The United States Supreme Court has ruled that juveniles convicted of first-degree murder cannot be subject to mandatory life sentences without parole. Because of their lesser culpability and greater capacity to change, they must be sentenced under a process that gives them an individualized opportunity to present mitigating circumstances to avert such a harsh sentence. In response, the Michigan legislature enacted legislation that purported to comply with the Court’s ruling, which included the possibility of being re-sentenced to prison for a term of years. However, the legislature provided that in calculating any such sentence, the youth offenders were not to receive any credit – known as good time or disciplinary credit – even though such credits were earned while the youth offenders served their illegally imposed sentences. In that respect, the legislative response ran afoul of our Constitution’s ban on ex post facto laws – the constitutional guarantee that laws may not retroactively criminalize conduct or enhance the punishment for criminal acts already perpetrated. For this reason, the Court must declare that provision of the statute unconstitutional and order that the youth offenders receive the credit that they have previously earned.

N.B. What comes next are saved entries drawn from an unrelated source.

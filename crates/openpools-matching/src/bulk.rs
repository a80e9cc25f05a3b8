//! Admin bulk recalculation.
//!
//! Re-derives every stored keyword weight under the current category table.
//! One bad profile never aborts the batch: its failure is counted, a bounded
//! sample of messages is kept, and the loop moves on.

use std::time::Instant;

use chrono::Utc;
use tracing::{info, warn};

use openpools_core::{
    KeywordProfileStore, MatchingConfig, RecalculationReport, Result, StoredKeywordProfile,
};

use crate::normalize::{decode_profile, NormalizeOptions};
use crate::recalc::recalculate;

/// Recalculate every stored keyword profile.
///
/// Fails only when the profile list itself cannot be read.
pub async fn recalculate_all(
    store: &dyn KeywordProfileStore,
    config: &MatchingConfig,
) -> Result<RecalculationReport> {
    let start = Instant::now();
    let profiles = store.list_all().await?;

    let mut report = RecalculationReport {
        total_profiles: profiles.len(),
        ..Default::default()
    };

    for stored in &profiles {
        match recalculate_one(store, stored, config).await {
            Ok(()) => report.updated_count += 1,
            Err(e) => {
                warn!(
                    subsystem = "matching",
                    component = "bulk_recalc",
                    user_id = %stored.user_id,
                    error = %e,
                    "Keyword profile recalculation failed"
                );
                report.error_count += 1;
                if report.errors.len() < config.error_sample_cap {
                    report.errors.push(format!("{}: {}", stored.user_id, e));
                }
            }
        }
    }

    report.duration_ms = start.elapsed().as_millis() as u64;

    info!(
        subsystem = "matching",
        component = "bulk_recalc",
        total_profiles = report.total_profiles,
        updated_count = report.updated_count,
        error_count = report.error_count,
        duration_ms = report.duration_ms,
        weights_version = config.category_weights.version,
        "Bulk keyword recalculation complete"
    );

    Ok(report)
}

async fn recalculate_one(
    store: &dyn KeywordProfileStore,
    stored: &StoredKeywordProfile,
    config: &MatchingConfig,
) -> Result<()> {
    let options = NormalizeOptions::default().with_min_len(config.min_keyword_len);
    let (mut profile, _) = decode_profile(stored, &config.category_weights, &options)?;
    let keywords = recalculate(&profile.keywords, &config.category_weights, &options);
    profile.replace_keywords(keywords, Utc::now());
    store.upsert(&profile).await
}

For the following reasons, the Court grants in part and denies in part Plaintiffs’ motion for partial summary judgment, declaratory judgment and permanent injunction; denies Defendants’ cross-motion for partial summary judgment; and grants Plaintiffs’ second renewed motion for class certification. The plaintiffs were individuals who were sentenced to mandatory life without parole for homicide crimes that they committed as juveniles. From the outset of the case over seven years ago, they have alleged that Michigan’s sentencing scheme violates their constitutional rights by depriving them of a meaningful opportunity for release – first challenging their mandatory sentences of life without parole, and now, in light of the Supreme Court’s decisions in Miller v. Alabama, 567 U.S. 460 (2012) and Montgomery v. Louisiana, 136 S. Ct. 718 (2016), they challenge Michigan’s statutes, policies, and procedures implemented in the post-Miller world. In Miller, the Supreme Court held that a mandatory sentence of life without parole for a juvenile offender convicted of homicide violated the Eighth Amendment’s prohibition on cruel and unusual punishment. In Montgomery, the Court held that Miller applied retroactively.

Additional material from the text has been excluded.